#### INPUT FOR THIS TASK ####

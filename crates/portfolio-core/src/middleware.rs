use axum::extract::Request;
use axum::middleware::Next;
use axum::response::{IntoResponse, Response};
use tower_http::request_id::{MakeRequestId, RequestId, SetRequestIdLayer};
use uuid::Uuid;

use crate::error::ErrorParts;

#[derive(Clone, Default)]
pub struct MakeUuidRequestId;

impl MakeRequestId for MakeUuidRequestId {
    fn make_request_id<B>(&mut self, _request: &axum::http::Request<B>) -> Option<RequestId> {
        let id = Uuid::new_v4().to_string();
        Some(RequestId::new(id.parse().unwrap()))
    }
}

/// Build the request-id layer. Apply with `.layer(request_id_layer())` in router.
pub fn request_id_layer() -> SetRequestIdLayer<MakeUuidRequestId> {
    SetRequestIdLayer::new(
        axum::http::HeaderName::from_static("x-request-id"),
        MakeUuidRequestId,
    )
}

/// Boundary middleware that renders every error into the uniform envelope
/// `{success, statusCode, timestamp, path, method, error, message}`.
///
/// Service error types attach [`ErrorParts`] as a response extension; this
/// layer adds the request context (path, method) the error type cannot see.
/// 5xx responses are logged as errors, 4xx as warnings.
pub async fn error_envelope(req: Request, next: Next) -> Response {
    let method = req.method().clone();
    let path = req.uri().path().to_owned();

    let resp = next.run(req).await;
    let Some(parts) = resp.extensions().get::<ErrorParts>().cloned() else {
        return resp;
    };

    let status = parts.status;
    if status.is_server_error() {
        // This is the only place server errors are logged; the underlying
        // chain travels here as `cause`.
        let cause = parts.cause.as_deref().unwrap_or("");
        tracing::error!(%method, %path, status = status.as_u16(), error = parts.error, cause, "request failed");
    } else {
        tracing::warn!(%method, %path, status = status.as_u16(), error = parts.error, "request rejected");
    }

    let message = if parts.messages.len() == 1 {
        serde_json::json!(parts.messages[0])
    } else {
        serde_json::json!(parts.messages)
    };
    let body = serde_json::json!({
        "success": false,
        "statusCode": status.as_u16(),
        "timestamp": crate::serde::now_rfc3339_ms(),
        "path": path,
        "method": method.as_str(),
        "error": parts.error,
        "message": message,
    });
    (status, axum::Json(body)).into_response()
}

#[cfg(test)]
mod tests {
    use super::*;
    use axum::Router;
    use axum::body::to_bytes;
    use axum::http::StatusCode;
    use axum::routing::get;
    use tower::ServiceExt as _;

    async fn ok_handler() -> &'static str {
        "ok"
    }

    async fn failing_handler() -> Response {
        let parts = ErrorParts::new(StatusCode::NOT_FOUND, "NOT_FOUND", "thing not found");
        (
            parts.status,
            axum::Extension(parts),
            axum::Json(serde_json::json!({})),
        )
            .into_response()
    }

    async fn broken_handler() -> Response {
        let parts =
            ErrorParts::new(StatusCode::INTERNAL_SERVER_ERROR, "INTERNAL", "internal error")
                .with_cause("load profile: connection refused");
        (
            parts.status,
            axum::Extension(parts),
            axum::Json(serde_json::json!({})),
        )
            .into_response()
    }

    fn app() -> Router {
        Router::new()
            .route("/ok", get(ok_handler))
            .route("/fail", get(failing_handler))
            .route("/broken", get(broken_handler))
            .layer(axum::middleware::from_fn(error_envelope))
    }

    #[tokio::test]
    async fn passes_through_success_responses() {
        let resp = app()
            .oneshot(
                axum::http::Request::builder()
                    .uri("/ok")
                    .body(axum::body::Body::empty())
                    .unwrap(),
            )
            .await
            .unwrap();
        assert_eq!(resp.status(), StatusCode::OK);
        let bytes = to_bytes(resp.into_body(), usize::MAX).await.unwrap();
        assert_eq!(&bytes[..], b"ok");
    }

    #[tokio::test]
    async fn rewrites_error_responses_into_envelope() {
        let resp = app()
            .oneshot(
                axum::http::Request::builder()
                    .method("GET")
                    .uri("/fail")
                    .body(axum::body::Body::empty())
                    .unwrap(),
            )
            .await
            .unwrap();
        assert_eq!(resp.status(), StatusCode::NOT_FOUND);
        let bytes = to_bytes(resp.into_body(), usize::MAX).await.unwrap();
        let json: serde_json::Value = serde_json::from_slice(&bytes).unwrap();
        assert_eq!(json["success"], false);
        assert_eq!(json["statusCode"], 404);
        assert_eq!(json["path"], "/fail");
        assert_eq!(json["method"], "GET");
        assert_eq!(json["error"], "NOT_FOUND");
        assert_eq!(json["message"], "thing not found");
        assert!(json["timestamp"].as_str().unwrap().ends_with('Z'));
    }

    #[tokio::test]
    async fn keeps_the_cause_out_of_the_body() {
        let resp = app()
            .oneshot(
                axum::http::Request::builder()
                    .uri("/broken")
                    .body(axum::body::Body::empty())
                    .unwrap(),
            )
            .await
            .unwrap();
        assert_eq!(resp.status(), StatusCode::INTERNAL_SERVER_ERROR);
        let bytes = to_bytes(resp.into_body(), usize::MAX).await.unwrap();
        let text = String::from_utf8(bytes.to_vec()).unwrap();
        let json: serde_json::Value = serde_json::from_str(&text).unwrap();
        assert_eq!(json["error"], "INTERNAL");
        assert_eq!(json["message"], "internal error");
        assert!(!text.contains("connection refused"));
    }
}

####
#### INPUT FOR THIS TASK ####

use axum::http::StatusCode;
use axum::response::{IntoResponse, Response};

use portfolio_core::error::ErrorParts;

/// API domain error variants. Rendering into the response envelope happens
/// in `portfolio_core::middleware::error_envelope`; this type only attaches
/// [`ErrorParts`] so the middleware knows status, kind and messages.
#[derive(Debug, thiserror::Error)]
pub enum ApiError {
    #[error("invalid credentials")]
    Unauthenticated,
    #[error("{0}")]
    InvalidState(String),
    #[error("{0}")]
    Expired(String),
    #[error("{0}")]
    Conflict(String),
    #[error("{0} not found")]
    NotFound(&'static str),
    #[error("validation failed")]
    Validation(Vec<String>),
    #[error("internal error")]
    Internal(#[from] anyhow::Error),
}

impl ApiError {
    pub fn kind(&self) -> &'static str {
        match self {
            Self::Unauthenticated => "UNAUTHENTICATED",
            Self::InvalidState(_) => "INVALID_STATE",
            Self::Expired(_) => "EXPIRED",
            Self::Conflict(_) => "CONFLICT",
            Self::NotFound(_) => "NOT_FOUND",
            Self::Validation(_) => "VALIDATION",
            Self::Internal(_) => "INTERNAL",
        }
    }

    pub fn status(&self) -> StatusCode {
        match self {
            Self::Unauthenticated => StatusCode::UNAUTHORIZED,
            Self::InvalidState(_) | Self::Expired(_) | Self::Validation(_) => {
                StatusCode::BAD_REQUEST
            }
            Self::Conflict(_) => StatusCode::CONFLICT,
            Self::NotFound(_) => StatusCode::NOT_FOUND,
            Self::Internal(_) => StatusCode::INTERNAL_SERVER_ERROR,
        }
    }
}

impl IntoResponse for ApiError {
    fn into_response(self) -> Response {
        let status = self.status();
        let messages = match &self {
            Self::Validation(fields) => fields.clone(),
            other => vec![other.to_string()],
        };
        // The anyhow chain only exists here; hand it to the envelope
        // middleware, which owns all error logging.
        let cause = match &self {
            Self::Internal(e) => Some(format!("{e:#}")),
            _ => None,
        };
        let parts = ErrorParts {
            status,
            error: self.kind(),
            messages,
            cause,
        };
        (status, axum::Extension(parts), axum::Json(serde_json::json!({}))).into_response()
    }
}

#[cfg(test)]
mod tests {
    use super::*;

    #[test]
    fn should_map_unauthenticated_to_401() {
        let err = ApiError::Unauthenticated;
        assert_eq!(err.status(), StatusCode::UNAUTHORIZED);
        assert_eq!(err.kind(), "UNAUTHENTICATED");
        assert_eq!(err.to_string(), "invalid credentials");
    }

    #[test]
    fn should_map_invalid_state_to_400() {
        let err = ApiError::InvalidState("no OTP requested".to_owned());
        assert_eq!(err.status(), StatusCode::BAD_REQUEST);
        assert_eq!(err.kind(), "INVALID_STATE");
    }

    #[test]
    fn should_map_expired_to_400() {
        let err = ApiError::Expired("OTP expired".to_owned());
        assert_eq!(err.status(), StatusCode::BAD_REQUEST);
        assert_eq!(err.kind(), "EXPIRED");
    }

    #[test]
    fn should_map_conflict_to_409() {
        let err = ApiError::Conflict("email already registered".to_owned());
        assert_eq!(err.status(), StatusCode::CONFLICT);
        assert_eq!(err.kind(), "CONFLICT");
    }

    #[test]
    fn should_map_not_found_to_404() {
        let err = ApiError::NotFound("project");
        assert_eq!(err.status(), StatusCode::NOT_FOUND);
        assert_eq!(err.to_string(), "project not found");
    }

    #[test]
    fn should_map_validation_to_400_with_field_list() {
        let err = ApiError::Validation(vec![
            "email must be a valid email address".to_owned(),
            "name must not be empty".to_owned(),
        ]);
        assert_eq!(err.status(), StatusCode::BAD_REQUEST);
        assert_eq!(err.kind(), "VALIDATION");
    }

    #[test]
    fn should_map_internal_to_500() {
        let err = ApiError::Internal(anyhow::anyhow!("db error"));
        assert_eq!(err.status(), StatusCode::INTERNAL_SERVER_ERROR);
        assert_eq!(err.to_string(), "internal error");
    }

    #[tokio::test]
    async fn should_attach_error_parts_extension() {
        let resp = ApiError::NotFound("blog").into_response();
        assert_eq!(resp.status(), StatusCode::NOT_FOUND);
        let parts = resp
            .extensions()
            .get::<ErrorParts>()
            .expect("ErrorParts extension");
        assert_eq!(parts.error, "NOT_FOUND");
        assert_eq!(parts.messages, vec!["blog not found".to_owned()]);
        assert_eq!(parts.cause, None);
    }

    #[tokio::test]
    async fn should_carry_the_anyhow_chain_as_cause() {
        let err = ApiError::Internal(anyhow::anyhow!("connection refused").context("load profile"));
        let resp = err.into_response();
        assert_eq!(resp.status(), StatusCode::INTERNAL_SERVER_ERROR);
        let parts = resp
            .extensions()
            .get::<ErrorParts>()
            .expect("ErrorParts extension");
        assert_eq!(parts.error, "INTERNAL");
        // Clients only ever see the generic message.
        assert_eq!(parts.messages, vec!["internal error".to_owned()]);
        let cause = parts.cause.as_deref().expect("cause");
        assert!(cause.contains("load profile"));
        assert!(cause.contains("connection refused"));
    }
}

####

BRIEF
Search the entries above for the string "refused", and report each line where it occurs.

REPLY
                .with_cause("load profile: connection refused");
        assert!(!text.contains("connection refused"));
        let err = ApiError::Internal(anyhow::anyhow!("connection refused").context("load profile"));
        assert!(cause.contains("connection refused"));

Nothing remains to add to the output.